Decía Ángel González que «para cumplir un año hace falta morirse muchas veces mucho». Eso sin duda tiene mérito, sobre todo cuando uno rebasa la edad legal y comienza a preguntarse para qué sirve marear al Sol, más allá de la vida que permite este gesto tan ignorado. Porque el día de tu cumpleaños te invaden sentimientos a la contra, todos. Por un lado puedes compartirlo, aunque la opción de rebelarte como una folclórica es tentadora. Queda terminantemente prohibido añorar el pasado, sea el que sea, porque ahí comienzan los problemas, naciste. Mejor levantar la cabeza, dar las gracias y seguir creyendo en lo bueno por encima de la verdad. Entonces los años cuadran.
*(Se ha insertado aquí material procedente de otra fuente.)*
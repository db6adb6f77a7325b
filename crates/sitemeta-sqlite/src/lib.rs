//! SQLite-backed [`SettingStore`] for the sitemeta engine.
//!
//! One table, `qor_seo_settings`, keyed by `(name, locale_code)`, with
//! the setting and variable bag stored as JSON text. Reads exclude
//! soft-deleted rows; provisioning never touches existing rows.

use std::path::Path;

use chrono::{DateTime, Utc};
use parking_lot::Mutex;
use rusqlite::{params, params_from_iter, Connection, OptionalExtension};
use tracing::debug;

use sitemeta::{SeoSettingRow, Setting, SettingStore, StoreError, Variables};

const SCHEMA: &str = r#"
CREATE TABLE IF NOT EXISTS qor_seo_settings (
  name        TEXT NOT NULL,
  locale_code TEXT NOT NULL DEFAULT 'en',
  setting     TEXT NOT NULL DEFAULT '{}',
  variables   TEXT NOT NULL DEFAULT '{}',
  created_at  TEXT NOT NULL,
  updated_at  TEXT NOT NULL,
  deleted_at  TEXT,
  PRIMARY KEY (name, locale_code)
);
CREATE INDEX IF NOT EXISTS idx_qor_seo_settings_deleted_at
  ON qor_seo_settings (deleted_at);
"#;

const ROW_COLUMNS: &str =
  "name, locale_code, setting, variables, created_at, updated_at, deleted_at";

pub struct SqliteSettingStore {
  conn: Mutex<Connection>,
}

impl SqliteSettingStore {
  pub fn open(path: impl AsRef<Path>) -> Result<Self, StoreError> {
    let conn = Connection::open(path).map_err(StoreError::backend)?;
    Self::with_connection(conn)
  }

  pub fn open_in_memory() -> Result<Self, StoreError> {
    let conn = Connection::open_in_memory().map_err(StoreError::backend)?;
    Self::with_connection(conn)
  }

  fn with_connection(conn: Connection) -> Result<Self, StoreError> {
    conn.execute_batch(SCHEMA).map_err(StoreError::backend)?;
    Ok(Self { conn: Mutex::new(conn) })
  }
}

fn decode_row(row: &rusqlite::Row<'_>) -> rusqlite::Result<RawRow> {
  Ok(RawRow {
    name: row.get(0)?,
    locale_code: row.get(1)?,
    setting: row.get(2)?,
    variables: row.get(3)?,
    created_at: row.get(4)?,
    updated_at: row.get(5)?,
    deleted_at: row.get(6)?,
  })
}

struct RawRow {
  name: String,
  locale_code: String,
  setting: String,
  variables: String,
  created_at: String,
  updated_at: String,
  deleted_at: Option<String>,
}

impl RawRow {
  fn into_row(self) -> Result<SeoSettingRow, StoreError> {
    let setting: Setting = serde_json::from_str(&self.setting)?;
    let variables: Variables = serde_json::from_str(&self.variables)?;
    Ok(SeoSettingRow {
      name: self.name,
      locale_code: self.locale_code,
      setting,
      variables,
      created_at: parse_timestamp(&self.created_at)?,
      updated_at: parse_timestamp(&self.updated_at)?,
      deleted_at: self.deleted_at.as_deref().map(parse_timestamp).transpose()?,
    })
  }
}

fn parse_timestamp(text: &str) -> Result<DateTime<Utc>, StoreError> {
  DateTime::parse_from_rfc3339(text)
    .map(|dt| dt.with_timezone(&Utc))
    .map_err(StoreError::backend)
}

impl SettingStore for SqliteSettingStore {
  fn load(&self, name: &str, locale: &str) -> Result<Option<SeoSettingRow>, StoreError> {
    let conn = self.conn.lock();
    let raw = conn
      .query_row(
        &format!(
          "SELECT {ROW_COLUMNS} FROM qor_seo_settings
           WHERE name = ?1 AND locale_code = ?2 AND deleted_at IS NULL"
        ),
        params![name, locale],
        decode_row,
      )
      .optional()
      .map_err(StoreError::backend)?;
    raw.map(RawRow::into_row).transpose()
  }

  fn list_by_names(&self, names: &[&str], locale: &str) -> Result<Vec<SeoSettingRow>, StoreError> {
    if names.is_empty() {
      return Ok(Vec::new());
    }
    let conn = self.conn.lock();
    let placeholders: Vec<String> = (0..names.len()).map(|i| format!("?{}", i + 2)).collect();
    let sql = format!(
      "SELECT {ROW_COLUMNS} FROM qor_seo_settings
       WHERE locale_code = ?1 AND deleted_at IS NULL AND name IN ({})",
      placeholders.join(",")
    );
    let mut stmt = conn.prepare(&sql).map_err(StoreError::backend)?;
    let values = std::iter::once(locale).chain(names.iter().copied());
    let raw_rows = stmt
      .query_map(params_from_iter(values), decode_row)
      .map_err(StoreError::backend)?
      .collect::<Result<Vec<_>, _>>()
      .map_err(StoreError::backend)?;
    raw_rows.into_iter().map(RawRow::into_row).collect()
  }

  fn provision_missing(&self, names: &[&str], locales: &[&str]) -> Result<(), StoreError> {
    let mut conn = self.conn.lock();
    let tx = conn.transaction().map_err(StoreError::backend)?;
    let now = Utc::now().to_rfc3339();
    for name in names {
      for locale in locales {
        tx.execute(
          r#"
          INSERT INTO qor_seo_settings (name, locale_code, setting, variables, created_at, updated_at)
          VALUES (?1, ?2, '{}', '{}', ?3, ?3)
          ON CONFLICT (name, locale_code) DO NOTHING
          "#,
          params![name, locale, now],
        )
        .map_err(StoreError::backend)?;
      }
    }
    tx.commit().map_err(StoreError::backend)?;
    debug!(?names, ?locales, "provisioned missing seo setting rows");
    Ok(())
  }

  fn upsert(
    &self,
    name: &str,
    locale: &str,
    setting: &Setting,
    variables: &Variables,
  ) -> Result<(), StoreError> {
    let setting_json = serde_json::to_string(setting)?;
    let variables_json = serde_json::to_string(variables)?;
    let now = Utc::now().to_rfc3339();
    let conn = self.conn.lock();
    conn
      .execute(
        r#"
        INSERT INTO qor_seo_settings (name, locale_code, setting, variables, created_at, updated_at)
        VALUES (?1, ?2, ?3, ?4, ?5, ?5)
        ON CONFLICT (name, locale_code) DO UPDATE SET
          setting = excluded.setting,
          variables = excluded.variables,
          updated_at = excluded.updated_at
        "#,
        params![name, locale, setting_json, variables_json, now],
      )
      .map_err(StoreError::backend)?;
    Ok(())
  }
}

#[cfg(test)]
mod tests {
  use super::*;

  fn sample_setting() -> Setting {
    Setting {
      title: "product | {{SiteName}}".into(),
      open_graph_metadata: vec![sitemeta::OpenGraphMetadata {
        property: "og:audio".into(),
        content: "http://cdn/a.mp3".into(),
      }],
      ..Setting::default()
    }
  }

  #[test]
  fn provision_is_idempotent_and_preserves_edits() {
    let store = SqliteSettingStore::open_in_memory().unwrap();
    store.provision_missing(&["Global SEO", "Product"], &["en", "zh"]).unwrap();

    let edited = sample_setting();
    store.upsert("Product", "en", &edited, &Variables::new()).unwrap();
    store.provision_missing(&["Global SEO", "Product"], &["en", "zh"]).unwrap();

    let row = store.load("Product", "en").unwrap().unwrap();
    assert_eq!(row.setting, edited);
    let all = store.list_by_names(&["Global SEO", "Product"], "zh").unwrap();
    assert_eq!(all.len(), 2);
  }

  #[test]
  fn empty_setting_round_trips_as_empty_json_object() {
    let store = SqliteSettingStore::open_in_memory().unwrap();
    store.provision_missing(&["Bare"], &["en"]).unwrap();
    let raw: String = store
      .conn
      .lock()
      .query_row(
        "SELECT setting FROM qor_seo_settings WHERE name = 'Bare' AND locale_code = 'en'",
        [],
        |row| row.get(0),
      )
      .unwrap();
    assert_eq!(raw, "{}");
    let row = store.load("Bare", "en").unwrap().unwrap();
    assert!(row.setting.is_empty());
  }

  #[test]
  fn upsert_round_trips_setting_and_variables() {
    let store = SqliteSettingStore::open_in_memory().unwrap();
    let variables = Variables::from([("SiteName".to_string(), "Qor5 dev".to_string())]);
    store.upsert("Global SEO", "en", &sample_setting(), &variables).unwrap();

    let row = store.load("Global SEO", "en").unwrap().unwrap();
    assert_eq!(row.setting, sample_setting());
    assert_eq!(row.variables, variables);
    assert_eq!(row.primary_slug(), "Global SEO_en");
  }

  #[test]
  fn reads_exclude_soft_deleted_rows() {
    let store = SqliteSettingStore::open_in_memory().unwrap();
    store.provision_missing(&["Gone", "Kept"], &["en"]).unwrap();
    store
      .conn
      .lock()
      .execute(
        "UPDATE qor_seo_settings SET deleted_at = ?1 WHERE name = 'Gone'",
        params![Utc::now().to_rfc3339()],
      )
      .unwrap();

    assert!(store.load("Gone", "en").unwrap().is_none());
    let rows = store.list_by_names(&["Gone", "Kept"], "en").unwrap();
    assert_eq!(rows.len(), 1);
    assert_eq!(rows[0].name, "Kept");
  }

  #[test]
  fn rows_survive_reopen() {
    let dir = tempfile::tempdir().unwrap();
    let path = dir.path().join("seo.db");
    {
      let store = SqliteSettingStore::open(&path).unwrap();
      store.upsert("Global SEO", "en", &sample_setting(), &Variables::new()).unwrap();
    }
    let store = SqliteSettingStore::open(&path).unwrap();
    let row = store.load("Global SEO", "en").unwrap().unwrap();
    assert_eq!(row.setting, sample_setting());
  }

  #[test]
  fn list_with_no_names_is_empty() {
    let store = SqliteSettingStore::open_in_memory().unwrap();
    assert!(store.list_by_names(&[], "en").unwrap().is_empty());
  }
}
Cierto. Estos mecanismos pueden ser percibidos como una manera burda de aguantarse en el tiempo. Su paso implica pérdidas de orina y amistades que yacen bajo un montón de tierra húmeda. Un día como este —nada especial porque cada día implica cumplir y deshacerse— sirve para darnos cuenta de que aún conservamos lo una vez amado, lo que amamos y, muy probablemente, seguiremos amando a pesar de que se nos descuente el cuerpo: amigos, familia, algún animal de compañía y el sonido del viento.
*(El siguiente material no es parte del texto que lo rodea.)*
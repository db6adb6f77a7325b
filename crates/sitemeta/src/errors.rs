use crate::store::StoreError;
use thiserror::Error;

/// Errors surfaced by registration, structural tree operations, and
/// rendering.
///
/// Configuration-time variants are contract violations of programmer
/// input; the engine never retries or recovers from them. `Store` wraps
/// persistence failures unchanged. `NotFound` is only returned from
/// operations where the caller asked for a specific row or node; the
/// renderer itself degrades a missing target to an empty [`crate::SeoHead`]
/// instead of erroring.
#[derive(Debug, Error)]
pub enum SeoError {
  #[error("SEO name must not be empty")]
  EmptyName,

  #[error("SEO {0:?} is already registered")]
  DuplicateName(String),

  #[error("entity type {0} is already registered")]
  DuplicateType(&'static str),

  #[error("entity type {0} exposes no embedded Setting")]
  MissingSettingField(&'static str),

  #[error("cannot assign a descendant as the parent of {0:?}")]
  Cycle(String),

  #[error("variable {name:?} conflicts with a {kind} variable declared on {node:?}")]
  VariableConflict { name: String, kind: &'static str, node: String },

  #[error("invalid variable name {0:?}: {1}")]
  InvalidVariableName(String, &'static str),

  #[error("OG property {0:?} is already registered on {1:?}")]
  DuplicateOgProperty(String, String),

  #[error("unknown SEO node handle")]
  UnknownNode,

  #[error("no SEO row for {name:?} at locale {locale:?}")]
  NotFound { name: String, locale: String },

  #[error("the global SEO can only be renamed before other registrations")]
  RootRenameAfterRegistration,

  #[error("after-save hook: {0}")]
  AfterSave(#[source] Box<dyn std::error::Error + Send + Sync>),

  #[error(transparent)]
  Store(#[from] StoreError),
}
use std::any::{Any, TypeId};
use std::collections::HashMap;
use std::sync::Arc;

use tracing::debug;

use crate::errors::SeoError;
use crate::node::{Arena, SeoNode, SeoNodeId, SeoVarFn, VarContext};
use crate::setting::{Setting, Variables};
use crate::store::{SeoSettingRow, SettingStore};
use crate::target::{RenderTarget, SeoTarget};
use crate::{DEFAULT_GLOBAL_NAME, DEFAULT_LOCALE};

/// Construction-time configuration. The locale set is fixed for the
/// lifetime of the builder; rows exist for exactly these locales (with
/// [`DEFAULT_LOCALE`] standing in when the list is empty).
pub struct SeoOptions {
  pub global_name: String,
  pub locales: Vec<String>,
  /// Whether ancestor rows contribute to the effective setting.
  pub inherit: bool,
}

impl Default for SeoOptions {
  fn default() -> Self {
    Self { global_name: DEFAULT_GLOBAL_NAME.to_string(), locales: Vec::new(), inherit: true }
  }
}

type AfterSaveFn =
  Box<dyn Fn(&str, &str) -> Result<(), Box<dyn std::error::Error + Send + Sync>> + Send + Sync>;

/// The SEO registry: owns the node tree, the name and entity-type maps,
/// and the handle to the settings store.
///
/// Build and configure it once at process start; the render path
/// traverses the tree without locking, so structural mutations after
/// startup require external happens-before ordering with concurrent
/// renders.
pub struct SeoBuilder {
  pub(crate) arena: Arena,
  pub(crate) root: SeoNodeId,
  pub(crate) names: HashMap<String, SeoNodeId>,
  pub(crate) types: HashMap<TypeId, SeoNodeId>,
  pub(crate) locales: Vec<String>,
  pub(crate) inherit: bool,
  pub(crate) store: Arc<dyn SettingStore>,
  pub(crate) after_save: Option<AfterSaveFn>,
}

impl SeoBuilder {
  pub fn new(store: Arc<dyn SettingStore>) -> Result<Self, SeoError> {
    Self::with_options(store, SeoOptions::default())
  }

  pub fn with_options(store: Arc<dyn SettingStore>, options: SeoOptions) -> Result<Self, SeoError> {
    let global_name = options.global_name.trim().to_string();
    if global_name.is_empty() {
      return Err(SeoError::EmptyName);
    }
    let mut arena = Arena::new();
    let root = arena.insert(SeoNode::new(global_name.clone()));
    let mut builder = Self {
      arena,
      root,
      names: HashMap::from([(global_name.clone(), root)]),
      types: HashMap::new(),
      locales: options.locales,
      inherit: options.inherit,
      store,
      after_save: None,
    };
    builder.provision(&[global_name.as_str()])?;
    Ok(builder)
  }

  // -- accessors --

  pub fn global_seo(&self) -> SeoNodeId {
    self.root
  }

  pub fn global_name(&self) -> &str {
    &self.arena.node(self.root).name
  }

  pub fn locales(&self) -> &[String] {
    &self.locales
  }

  /// The declared locales, or the fallback locale when none were
  /// declared.
  pub(crate) fn effective_locales(&self) -> Vec<&str> {
    if self.locales.is_empty() {
      vec![DEFAULT_LOCALE]
    } else {
      self.locales.iter().map(String::as_str).collect()
    }
  }

  pub fn default_locale(&self) -> &str {
    self.locales.first().map(String::as_str).unwrap_or(DEFAULT_LOCALE)
  }

  pub fn name_of(&self, id: SeoNodeId) -> &str {
    &self.arena.node(id).name
  }

  pub fn display_name_of(&self, id: SeoNodeId) -> &str {
    &self.arena.node(id).display_name
  }

  pub fn set_display_name(&mut self, id: SeoNodeId, display_name: impl Into<String>) {
    self.arena.set_display_name(id, display_name.into());
  }

  // -- registration --

  /// Register a name-only SEO node under the root and provision its
  /// settings rows across the declared locales.
  pub fn register_seo(&mut self, name: &str) -> Result<SeoNodeId, SeoError> {
    self.register_named_node(name, None)
  }

  pub fn register_multiple_seo(&mut self, names: &[&str]) -> Result<Vec<SeoNodeId>, SeoError> {
    names.iter().map(|name| self.register_seo(name)).collect()
  }

  /// Register an SEO node bound to an entity type. Instances of `T`
  /// passed to `render` resolve to this node. The type must expose its
  /// embedded [`Setting`] through the [`SeoTarget`] capability; a
  /// capability that yields nothing is rejected.
  pub fn register_seo_for<T>(&mut self, name: &str) -> Result<SeoNodeId, SeoError>
  where
    T: SeoTarget + Default + 'static,
  {
    let type_id = TypeId::of::<T>();
    if self.types.contains_key(&type_id) {
      return Err(SeoError::DuplicateType(std::any::type_name::<T>()));
    }
    if T::default().seo_setting().is_none() {
      return Err(SeoError::MissingSettingField(std::any::type_name::<T>()));
    }
    let id = self.register_named_node(name, Some(type_id))?;
    self.types.insert(type_id, id);
    Ok(id)
  }

  fn register_named_node(
    &mut self,
    name: &str,
    bound_type: Option<TypeId>,
  ) -> Result<SeoNodeId, SeoError> {
    let name = name.trim();
    if name.is_empty() {
      return Err(SeoError::EmptyName);
    }
    if self.names.contains_key(name) {
      return Err(SeoError::DuplicateName(name.to_string()));
    }
    let mut node = SeoNode::new(name);
    node.bound_type = bound_type;
    let id = self.arena.insert(node);
    self.arena.set_parent(id, self.root)?;
    self.names.insert(name.to_string(), id);
    self.provision(&[name])?;
    Ok(id)
  }

  fn provision(&self, names: &[&str]) -> Result<(), SeoError> {
    let locales = self.effective_locales();
    debug!(?names, ?locales, "provisioning seo setting rows");
    self.store.provision_missing(names, &locales)?;
    Ok(())
  }

  // -- variable registration --

  /// Declare setting-variable names on a node. Values come from the
  /// stored row's variable bag and substitute into `{{name}}` tokens.
  pub fn register_setting_variables(
    &mut self,
    id: SeoNodeId,
    names: &[&str],
  ) -> Result<(), SeoError> {
    self.arena.register_setting_variables(id, names)
  }

  /// Register a context variable: its value is computed per request and
  /// substitutes into `{{name}}` tokens. Redefining a name inherited
  /// from an ancestor overrides it on this subtree.
  pub fn register_context_variable(
    &mut self,
    id: SeoNodeId,
    name: &str,
    f: impl Fn(&VarContext<'_>) -> String + Send + Sync + 'static,
  ) -> Result<(), SeoError> {
    self.arena.register_context_variable(id, name, Arc::new(f) as SeoVarFn)
  }

  /// Register an Open Graph property function; the property name must
  /// contain `:`. Its value contributes to the emitted OG tags, not to
  /// placeholder substitution.
  pub fn register_og_property(
    &mut self,
    id: SeoNodeId,
    prop: &str,
    f: impl Fn(&VarContext<'_>) -> String + Send + Sync + 'static,
  ) -> Result<(), SeoError> {
    self.arena.register_og_property(id, prop, Arc::new(f) as SeoVarFn)
  }

  /// Every variable name usable in `{{…}}` tokens at this node: the
  /// setting and context names declared on the node and its ancestors.
  /// The admin editor surfaces these next to the template fields.
  pub fn available_variable_names(&self, id: SeoNodeId) -> Vec<String> {
    self.arena.inherited(id).available_names.iter().cloned().collect()
  }

  // -- structural operations --

  pub fn set_parent(&mut self, id: SeoNodeId, new_parent: SeoNodeId) -> Result<(), SeoError> {
    self.arena.set_parent(id, new_parent)
  }

  pub fn append_children(
    &mut self,
    id: SeoNodeId,
    children: &[SeoNodeId],
  ) -> Result<(), SeoError> {
    self.arena.append_children(id, children)
  }

  /// Remove a node from the tree: its children are reparented to its
  /// parent and its name/type map entries are dropped. Persisted rows
  /// are kept. Removing the root, or an unknown target, is a no-op.
  pub fn remove_seo<'a>(&mut self, target: impl Into<RenderTarget<'a>>) -> Result<(), SeoError> {
    let Some(id) = self.lookup(&target.into()) else {
      return Ok(());
    };
    if id == self.root {
      return Ok(());
    }
    self.arena.remove_self(id)?;
    let node = self.arena.node(id);
    let name = node.name.clone();
    let bound_type = node.bound_type;
    self.names.remove(&name);
    if let Some(type_id) = bound_type {
      self.types.remove(&type_id);
    }
    Ok(())
  }

  // -- lookup --

  /// Resolve a target to its node: explicit `(name, locale)` first, then
  /// the instance's registered type, then a plain name.
  pub fn get_seo<'a>(&self, target: impl Into<RenderTarget<'a>>) -> Option<SeoNodeId> {
    self.lookup(&target.into())
  }

  pub(crate) fn lookup(&self, target: &RenderTarget<'_>) -> Option<SeoNodeId> {
    match target {
      RenderTarget::Named { name, .. } | RenderTarget::Name(name) => {
        self.names.get(name.trim()).copied()
      }
      RenderTarget::Instance(instance) => {
        // Upcast first: type_id on the upcast object dispatches through
        // the vtable and reports the concrete type.
        let any: &dyn Any = *instance;
        self.types.get(&any.type_id()).copied()
      }
    }
  }

  /// Locale for a target: an explicit render-target locale or the
  /// instance's locale provider, falling back to the registry default.
  pub(crate) fn locale_for(&self, target: &RenderTarget<'_>) -> String {
    let provided = match target {
      RenderTarget::Named { locale, .. } => Some(locale.to_string()),
      RenderTarget::Instance(instance) => instance.seo_locale(),
      RenderTarget::Name(_) => None,
    };
    match provided {
      Some(locale) if !locale.is_empty() => locale,
      _ => self.default_locale().to_string(),
    }
  }

  // -- listing --

  /// Depth of a target's node: the root is 1, its children 2, and so on.
  /// Unresolvable targets report 0. The admin listing uses this to
  /// indent rows.
  pub fn priority_of<'a>(&self, target: impl Into<RenderTarget<'a>>) -> usize {
    match self.lookup(&target.into()) {
      Some(id) => self.arena.depth(id),
      None => 0,
    }
  }

  /// Stable pre-order sort of the provided rows by their node's position
  /// in the tree. Rows naming unregistered nodes keep their relative
  /// order at the end.
  pub fn sort_for_listing(&self, rows: &mut [SeoSettingRow]) {
    let order: HashMap<&str, usize> = self
      .arena
      .preorder(self.root)
      .into_iter()
      .enumerate()
      .map(|(index, id)| (self.arena.node(id).name.as_str(), index))
      .collect();
    rows.sort_by_key(|row| order.get(row.name.as_str()).copied().unwrap_or(usize::MAX));
  }

  /// Admin listing for one locale: provisions any row still missing for
  /// a registered node, then returns all rows in tree pre-order.
  pub fn listing(&self, locale: &str) -> Result<Vec<SeoSettingRow>, SeoError> {
    let ids = self.arena.preorder(self.root);
    let names: Vec<&str> = ids.iter().map(|id| self.arena.node(*id).name.as_str()).collect();
    self.store.provision_missing(&names, &[locale])?;
    let mut rows = self.store.list_by_names(&names, locale)?;
    self.sort_for_listing(&mut rows);
    Ok(rows)
  }

  // -- admin save --

  /// Install a hook invoked after every successful save. The hook runs
  /// after the row is written and before `save` returns; a hook error
  /// surfaces to the caller even though the write already committed
  /// (at-least-once notification).
  pub fn after_save(
    &mut self,
    f: impl Fn(&str, &str) -> Result<(), Box<dyn std::error::Error + Send + Sync>>
      + Send
      + Sync
      + 'static,
  ) {
    self.after_save = Some(Box::new(f));
  }

  /// Write-through save of one row's editable fields. The row must have
  /// been provisioned (new rows cannot be created post-startup).
  pub fn save(
    &self,
    name: &str,
    locale: &str,
    setting: Setting,
    variables: Variables,
  ) -> Result<(), SeoError> {
    if self.store.load(name, locale)?.is_none() {
      return Err(SeoError::NotFound { name: name.to_string(), locale: locale.to_string() });
    }
    self.store.upsert(name, locale, &setting, &variables)?;
    debug!(name, locale, "seo setting saved");
    if let Some(hook) = &self.after_save {
      hook(name, locale).map_err(SeoError::AfterSave)?;
    }
    Ok(())
  }

  /// Rename the root. Allowed only while the root is the sole registered
  /// node.
  pub fn rename_global(&mut self, name: &str) -> Result<(), SeoError> {
    if self.names.len() > 1 {
      return Err(SeoError::RootRenameAfterRegistration);
    }
    let name = name.trim();
    if name.is_empty() {
      return Err(SeoError::EmptyName);
    }
    let old = self.global_name().to_string();
    if name == old {
      return Ok(());
    }
    self.arena.rename(self.root, name);
    self.names.remove(&old);
    self.names.insert(name.to_string(), self.root);
    self.provision(&[name])
  }
}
Sucede con hacerse mayor, que uno olvida lo malo dentro de los números, su macabra exactitud para explicar el mundo. Sorprende aún más el comprobar que cuanto más viejos menos sabios, como si haber visto cosas que otros no creerían nos reafirmara en nuestro desconocimiento absoluto de lo que somos o vimos en la gran pantalla de los longevos. Fue por casualidad. No hay pastel, ni velas, ni siquiera sorpresa envuelta en papel de regalo. Levantas la cabeza y te das cuenta, una vez al año, de que estás rodeado de otros que te quisieron, y te quieren bien porque estás vivo. Y se te olvida la muerte.